My doctors and physical therapists would not say when they thought I might be ready to ski. When I mentioned to one of them that Telluride was reporting pretty good conditions and I was thinking about giving it a try, his brow furrowed, and he worried aloud about the myriad ways I might tweak my new part.
There are prohibitions against bending more than 90 degrees, pivoting violently, or letting that leg cross the body’s centerline. Permanent, rest-of-your-life kinds of rules. Take it easy, the doc said. Give it some mileage before you venture into the powder. Dislocation is the big fear. It’s rare, but it’s debilitating and painful and requires surgery to fix.

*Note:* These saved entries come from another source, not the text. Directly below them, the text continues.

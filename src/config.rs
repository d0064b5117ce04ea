use crate::integrity::{IntegrityLayer, PassThrough};
use crate::keys::{MacKey, NoKey};
use std::fmt;
use std::sync::Arc;

#[derive(Debug, Copy, Clone, PartialEq, Eq, PartialOrd, Ord, Hash)]
pub enum IntegrityCheckLevel {
    /// Don't check anything
    None,
    /// Check, and log a warning for anything that fails
    WarnOnInvalid,
    /// Check, and fail to open (or read) when anything fails
    ErrorOnInvalid,
}

impl Default for IntegrityCheckLevel {
    fn default() -> Self {
        IntegrityCheckLevel::None
    }
}

#[derive(Debug, Copy, Clone, PartialEq, Eq, Hash)]
pub enum Validity {
    Unchecked,
    Invalid,
    Valid,
}

impl Default for Validity {
    fn default() -> Self {
        Validity::Unchecked
    }
}

impl Validity {
    pub fn from_match(matches: bool) -> Self {
        if matches {
            Validity::Valid
        } else {
            Validity::Invalid
        }
    }
}

/// Everything needed to open a container besides the image itself
#[derive(Clone)]
pub struct OpenOptions {
    pub(crate) integrity_check_level: IntegrityCheckLevel,
    pub(crate) writable: bool,
    pub(crate) key: Arc<dyn MacKey>,
    pub(crate) integrity_layer: Arc<dyn IntegrityLayer>,
}

impl OpenOptions {
    pub fn new() -> Self {
        Self {
            integrity_check_level: IntegrityCheckLevel::default(),
            writable: false,
            key: Arc::new(NoKey),
            integrity_layer: Arc::new(PassThrough),
        }
    }

    pub fn integrity_check_level(&mut self, level: IntegrityCheckLevel) -> &mut Self {
        self.integrity_check_level = level;
        self
    }

    /// Open image files for writing, needed to commit the header
    pub fn writable(&mut self, writable: bool) -> &mut Self {
        self.writable = writable;
        self
    }

    /// Key used to check the header signature
    pub fn key(&mut self, key: Arc<dyn MacKey>) -> &mut Self {
        self.key = key;
        self
    }

    /// Replace the default pass-through integrity layer
    pub fn integrity_layer(&mut self, layer: Arc<dyn IntegrityLayer>) -> &mut Self {
        self.integrity_layer = layer;
        self
    }
}

impl Default for OpenOptions {
    fn default() -> Self {
        Self::new()
    }
}

impl fmt::Debug for OpenOptions {
    fn fmt(&self, f: &mut fmt::Formatter) -> fmt::Result {
        f.debug_struct("OpenOptions")
            .field("integrity_check_level", &self.integrity_check_level)
            .field("writable", &self.writable)
            .finish()
    }
}

#[cfg(test)]
mod tests {
    use super::*;

    #[test]
    fn defaults() {
        let options = OpenOptions::default();
        assert_eq!(options.integrity_check_level, IntegrityCheckLevel::None);
        assert!(!options.writable);
        assert_eq!(options.key.cmac(b"data"), None);
        assert_eq!(Validity::default(), Validity::Unchecked);
    }

    #[test]
    fn builder() {
        let mut options = OpenOptions::new();
        options
            .integrity_check_level(IntegrityCheckLevel::WarnOnInvalid)
            .writable(true);
        assert_eq!(
            options.integrity_check_level,
            IntegrityCheckLevel::WarnOnInvalid
        );
        assert!(options.writable);
        assert_eq!(Validity::from_match(false), Validity::Invalid);
    }
}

I couldn’t even think about how awful that would be. After the drama of surgery, and all the rehab. But something said it was time, time to find out. Would it hurt? Would it feel weak? Would it support me? I tried to forget the quote I’d read from Canadian Erik Guay, who said after finishing third at the Beaver Creek downhill: “You’ve got to be on it the whole way down. You make a little mistake and it goes bad so fast.”
First-day first-run butterflies are part of the deal every season, new hip or not. From the lift I listened to the roar of the snowmaking guns. I watched ski-cross athletes training on their bumpy obstacle course below, so obviously comfortable on their skis already.
This was the day after the ribbon cutting on brand-new Revelation Bowl, and I knew the locals would be tearing it up up there. I buckled my boots and started down Village Bypass, the greenest of the lower mountain greens.
The skis did what they are supposed to do, curve when tipped on edge, skid sideways when flattened to the fall line. The hip felt solid. It took a while, but I did manage to connect with the two best mantras I know for reclaiming the feeling: stand on your feet, and go down the hill. They sound simplistic, self-evident, moronic even. But their truth is deep and absolutely key to making it all work, to unlocking a smile like the one Stu Campbell sported.
Stu died the week before this, on Dec. 4. I made runs on the groomed slopes below lifts Four and Five and See Forever from the top of the mountain at just under 12,000 feet. The turns got better and smoother and freer, and I made a few for Stu. Brothers in muscle memory, even when there are no muscles.
Perfection was not on the table. But glimpses of it were. That’s the beauty. I thought again of Aksel Lund Svindal. He told the press after one of his sublime, near-perfect race runs, “I was going down, and the snow was so good, you could do anything.”